Requires no external servers or services, simplifying setup and reducing dependencies, which is a key differentiator from tools like MLFlow and Weights & Biases.
Works seamlessly with popular ML frameworks like PyTorch Lightning, Scikit-learn, and Ultralytics YOLO, as demonstrated in the provided Colab notebook examples.
Supports real-time updates during training runs, viewable in DVC Studio or VS Code extensions, allowing for immediate monitoring without manual intervention.
Visualization and comparison tools are tightly tied to DVC CLI, VS Code extension, or DVC Studio, limiting flexibility for teams using alternative MLops toolchains.
Lacks built-in model registry, deployment pipelines, or advanced collaboration features compared to comprehensive platforms, making it less suitable for end-to-end ML workflows.
Requires initializing a DVC repository and committing changes, adding complexity for teams not already integrated into the DVC ecosystem, as shown in the quickstart steps.

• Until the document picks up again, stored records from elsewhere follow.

use std::collections::HashMap;

use thiserror::Error;
use uuid::Uuid;

use crate::config::SalesChannelSettings;
use crate::models::SalesChannelContext;

pub const ACCESS_KEY_HEADER: &str = "sw-access-key";
pub const CONTEXT_TOKEN_HEADER: &str = "sw-context-token";
pub const LANGUAGE_ID_HEADER: &str = "sw-language-id";

/// Errors raised while resolving the request context
#[derive(Debug, Error, PartialEq, Eq)]
pub enum ContextError {
    #[error("Header sw-access-key is required")]
    MissingAccessKey,

    #[error("Unknown access key")]
    UnknownAccessKey,

    #[error("Invalid language id: {0}")]
    InvalidLanguageId(String),
}

#[derive(Debug, Clone, Copy)]
struct SalesChannel {
    id: Uuid,
    language_id: Uuid,
}

/// Maps Store API access keys to sales channels
#[derive(Debug, Clone, Default)]
pub struct ContextResolver {
    channels: HashMap<String, SalesChannel>,
}

impl ContextResolver {
    pub fn new(settings: &[SalesChannelSettings]) -> Self {
        let channels = settings
            .iter()
            .map(|s| {
                (
                    s.access_key.clone(),
                    SalesChannel {
                        id: s.id,
                        language_id: s.language_id,
                    },
                )
            })
            .collect();

        Self { channels }
    }

    pub fn len(&self) -> usize {
        self.channels.len()
    }

    pub fn is_empty(&self) -> bool {
        self.channels.is_empty()
    }

    /// Build the context for one request
    ///
    /// A missing context token is replaced by a freshly generated one.
    pub fn resolve(
        &self,
        access_key: Option<&str>,
        context_token: Option<&str>,
        language_id: Option<&str>,
    ) -> Result<SalesChannelContext, ContextError> {
        let access_key = access_key
            .filter(|k| !k.is_empty())
            .ok_or(ContextError::MissingAccessKey)?;

        let channel = self
            .channels
            .get(access_key)
            .ok_or(ContextError::UnknownAccessKey)?;

        let language_id = match language_id.filter(|l| !l.is_empty()) {
            Some(raw) => Uuid::try_parse(raw)
                .map_err(|_| ContextError::InvalidLanguageId(raw.to_string()))?,
            None => channel.language_id,
        };

        let token = match context_token.filter(|t| !t.is_empty()) {
            Some(token) => token.to_string(),
            None => Uuid::new_v4().simple().to_string(),
        };

        Ok(SalesChannelContext {
            sales_channel_id: channel.id,
            language_id,
            default_language_id: channel.language_id,
            token,
        })
    }
}

#[cfg(test)]
mod tests {
    use super::*;

    fn resolver() -> (ContextResolver, SalesChannelSettings) {
        let settings = SalesChannelSettings {
            access_key: "SWSCTESTKEY".to_string(),
            id: Uuid::new_v4(),
            language_id: Uuid::new_v4(),
        };
        (ContextResolver::new(std::slice::from_ref(&settings)), settings)
    }

    #[test]
    fn test_resolve_defaults() {
        let (resolver, settings) = resolver();
        let context = resolver.resolve(Some("SWSCTESTKEY"), None, None).unwrap();

        assert_eq!(context.sales_channel_id, settings.id);
        assert_eq!(context.language_id, settings.language_id);
        assert_eq!(context.token.len(), 32);
    }

    #[test]
    fn test_resolve_keeps_token_and_language() {
        let (resolver, settings) = resolver();
        let language = Uuid::new_v4();
        let context = resolver
            .resolve(Some("SWSCTESTKEY"), Some("abc"), Some(&language.to_string()))
            .unwrap();

        assert_eq!(context.token, "abc");
        assert_eq!(context.language_id, language);
        assert_eq!(context.default_language_id, settings.language_id);
    }

    #[test]
    fn test_resolve_errors() {
        let (resolver, _) = resolver();

        assert_eq!(
            resolver.resolve(None, None, None),
            Err(ContextError::MissingAccessKey)
        );
        assert_eq!(
            resolver.resolve(Some("nope"), None, None),
            Err(ContextError::UnknownAccessKey)
        );
        assert_eq!(
            resolver.resolve(Some("SWSCTESTKEY"), None, Some("de-DE")),
            Err(ContextError::InvalidLanguageId("de-DE".to_string()))
        );
    }
}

DVClive is an open-source alternative to the following products:
MLflow is an open-source platform for managing the machine learning lifecycle, including experiment tracking, model packaging, and deployment across diverse environments.
Neptune is a machine learning platform developed by AWS that helps data scientists track, compare, and visualize experiments and model training.
Weights & Biases is a machine learning platform that helps data scientists track experiments, visualize results, and collaborate on model development and deployment.